CVS Health Corporation Commences Exchange Offers and Consent Solicitations

Tuesday, September 22, 2015

WOONSOCKET, RI, September [●], 2015 – CVS Health Corporation (“CVS Health”, NYSE:CVS) announced today that is has commenced (A) private exchange offers (“Exchange Offers”) to certain eligible holders to exchange new 4.75% Senior Notes due 2022 (the “New CVS Health 2022 Notes”) and new 5.00% Senior Notes due 2024 (the “New CVS Health 2024 Notes” and, together with the 2022 Notes, the “New CVS Health Notes”), in each case issued by CVS Health, for the 4.75% Senior Notes due 2022, CUSIP 681904AS7 (the “Existing Omnicare 2022 Notes”) and the 5.00% Senior Notes due 2024, CUSIP 681904AT5 (the “Existing Omnicare 2024 Notes” and, together with the Existing Omnicare 2022 Notes, the “Existing Omnicare Notes”), in each case issued by Omnicare Inc., a Delaware corporation (“Omnicare”) and (B) a solicitation of consents (the “ Consent Solicitations”) from registered holders of Existing Omnicare Notes to certain proposed amendments that would eliminate certain covenants and provisions of the indentures under which such Existing Omnicare Notes were issued (the “Proposed Amendments”). The consent of the holders of a majority of the aggregate principal amount of the Existing Omnicare Notes outstanding of each series will be required in order to approve the Proposed Amendments for that series (the “Requisite Consents”).  If the Requisite Consents are only obtained in respect of one series of Existing Omnicare Notes, then the Proposed Amendments will not become operative in respect of either series of Existing Omnicare Notes and both series of Existing Omnicare Notes will be subject to the same terms and conditions as existed before the Exchange Offers and Consent Solicitations were made.

The complete terms and conditions of the Exchange Offers and the Consent Solicitations are set forth in a confidential offering memorandum dated September [●], 2015 (the “Offering Memorandum”) and a related letter of transmittal.

Each Exchange Offer and Consent Solicitation will expire at 11:59 p.m., New York City time, on [●], 2015, unless extended (the “Expiration Date”).

For each $1,000 principal amount of Existing Omnicare Notes validly tendered at or prior to 5:00 p.m., New York City time, on [●], 2015, unless extended (the “Early Tender Date”) and not validly withdrawn, eligible holders of Existing Omnicare Notes will be eligible to receive the applicable total exchange consideration set out in the table below (the “Total Exchange Consideration”), which includes the applicable early tender premium set out in such table (the “Early Tender Premium”), on the Early Settlement Date, which is expected to be [●], 2015.

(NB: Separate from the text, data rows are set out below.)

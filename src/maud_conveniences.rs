use maud::{Markup, Render, html};
use std::{borrow::Cow, time::Duration};

/// How long a notice stays up before it asks to be cleared.
pub const NOTICE_DISMISS_AFTER: Duration = Duration::from_secs(3);

#[derive(Debug, Copy, Clone, PartialEq, Eq)]
pub enum Severity {
    Success,
    Error,
}

#[derive(Debug, Clone)]
pub struct Notice {
    pub message: Cow<'static, str>,
    pub severity: Severity,
}

impl Notice {
    pub const fn success(message: &'static str) -> Self {
        Self {
            message: Cow::Borrowed(message),
            severity: Severity::Success,
        }
    }

    pub fn error(message: impl Into<Cow<'static, str>>) -> Self {
        Self {
            message: message.into(),
            severity: Severity::Error,
        }
    }

    /// The same notice, swapped into `#notice` alongside some other response.
    pub fn out_of_band(&self) -> Markup {
        self.render_with(true)
    }

    fn render_with(&self, oob: bool) -> Markup {
        let colours = match self.severity {
            Severity::Success => "bg-green-100 border-green-400 text-green-800",
            Severity::Error => "bg-red-100 border-red-400 text-red-700",
        };
        let trigger = format!("load delay:{}s", NOTICE_DISMISS_AFTER.as_secs());

        html! {
            div id="notice" hx-swap-oob=[oob.then_some("true")] {
                div class={"border px-4 py-3 rounded mb-4 " (colours)} role="alert" hx-get="/internal/notice/clear" hx-trigger=(trigger) hx-target="#notice" hx-swap="outerHTML" {
                    (self.message.as_ref())
                }
            }
        }
    }
}

impl Render for Notice {
    fn render(&self) -> Markup {
        self.render_with(false)
    }
}

pub fn empty_notice() -> Markup {
    html! {
        div id="notice" {}
    }
}

pub fn title(s: impl Render) -> Markup {
    html! {
        h1 class="text-2xl font-semibold mb-4" {(s)}
    }
}

pub fn subtitle(s: impl Render) -> Markup {
    html! {
        h2 class="text-xl font-semibold mb-2" {(s)}
    }
}

pub fn form_element(id: &'static str, human_name: &'static str, element: Markup) -> Markup {
    html! {
        div class="mb-4" {
            label for=(id) class="block text-sm font-bold mb-2 text-gray-300" {(human_name)}
            (element)
        }
    }
}

pub fn simple_form_element(
    id: &'static str,
    human_name: &'static str,
    input_type: &'static str,
    value: Option<&str>,
    readonly: bool,
) -> Markup {
    form_element(
        id,
        human_name,
        html! {
            input type=(input_type) id=(id) name=(id) value=[value] readonly[readonly] step=[(input_type == "number").then_some("0.01")] class="shadow appearance-none border rounded w-full py-2 px-3 leading-tight focus:outline-none focus:shadow-outline bg-gray-700 border-gray-600" {}
        },
    )
}

pub fn stat(label: &'static str, value: impl Render) -> Markup {
    html! {
        div class="rounded-lg shadow-md p-4 text-center bg-gray-700" {
            p class="text-sm text-gray-400" {(label)}
            p class="text-2xl font-semibold" {(value)}
        }
    }
}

For each $1,000 principal amount of Existing Omnicare Notes validly tendered after the Early Tender Date but prior to the Expiration Date and not validly withdrawn, eligible holders of Existing Omnicare Notes will be eligible to receive only the applicable Exchange Consideration set out in the table below. 

Title of Series/CUSIP Number of Existing Omnicare Notes Exchange Consideration(1) Early Tender Premium(1) Total Exchange Consideration(1
$400,000,000 4.75% Senior Notes due 2022/ 681904AS7

$[970] principal amount of New CVS Health 2022 Notes and $[●] in cash

$[30] principal amount of New CVS Health 2022 Notes $1,000 principal amount of New CVS Health 2022 Notes and $[●] in cash
$300,000,000 5.00% Senior Notes due 2024 / 681904AT5 $[970] principal amount of New CVS Health 2024 Notes and $[●] in cash $[30] principal amount of New CVS Health 2024 Notes $1,000 principal amount of New CVS Health 2024 Notes and $[●] in cash

                       

(1) For each $1,000 principal amount of Existing Omnicare Notes, subject to any rounding as described herein.

The New CVS Health Notes delivered in exchange for validly tendered Existing Omnicare Notes will bear interest from (and including) the most recent interest payment date on the Existing Omnicare Notes.  No cash interest will be paid in connection with the Exchange Offers with respect to the Existing Omnicare Notes tendered for exchange in the Exchange Offers.

Tenders of Existing Omnicare Notes may be validly withdrawn at any time on or prior to 5:00 p.m., New York City time, on [●], 2015, unless extended (the “Withdrawal Deadline”) except in certain limited circumstances as set forth in the Offering Memorandum.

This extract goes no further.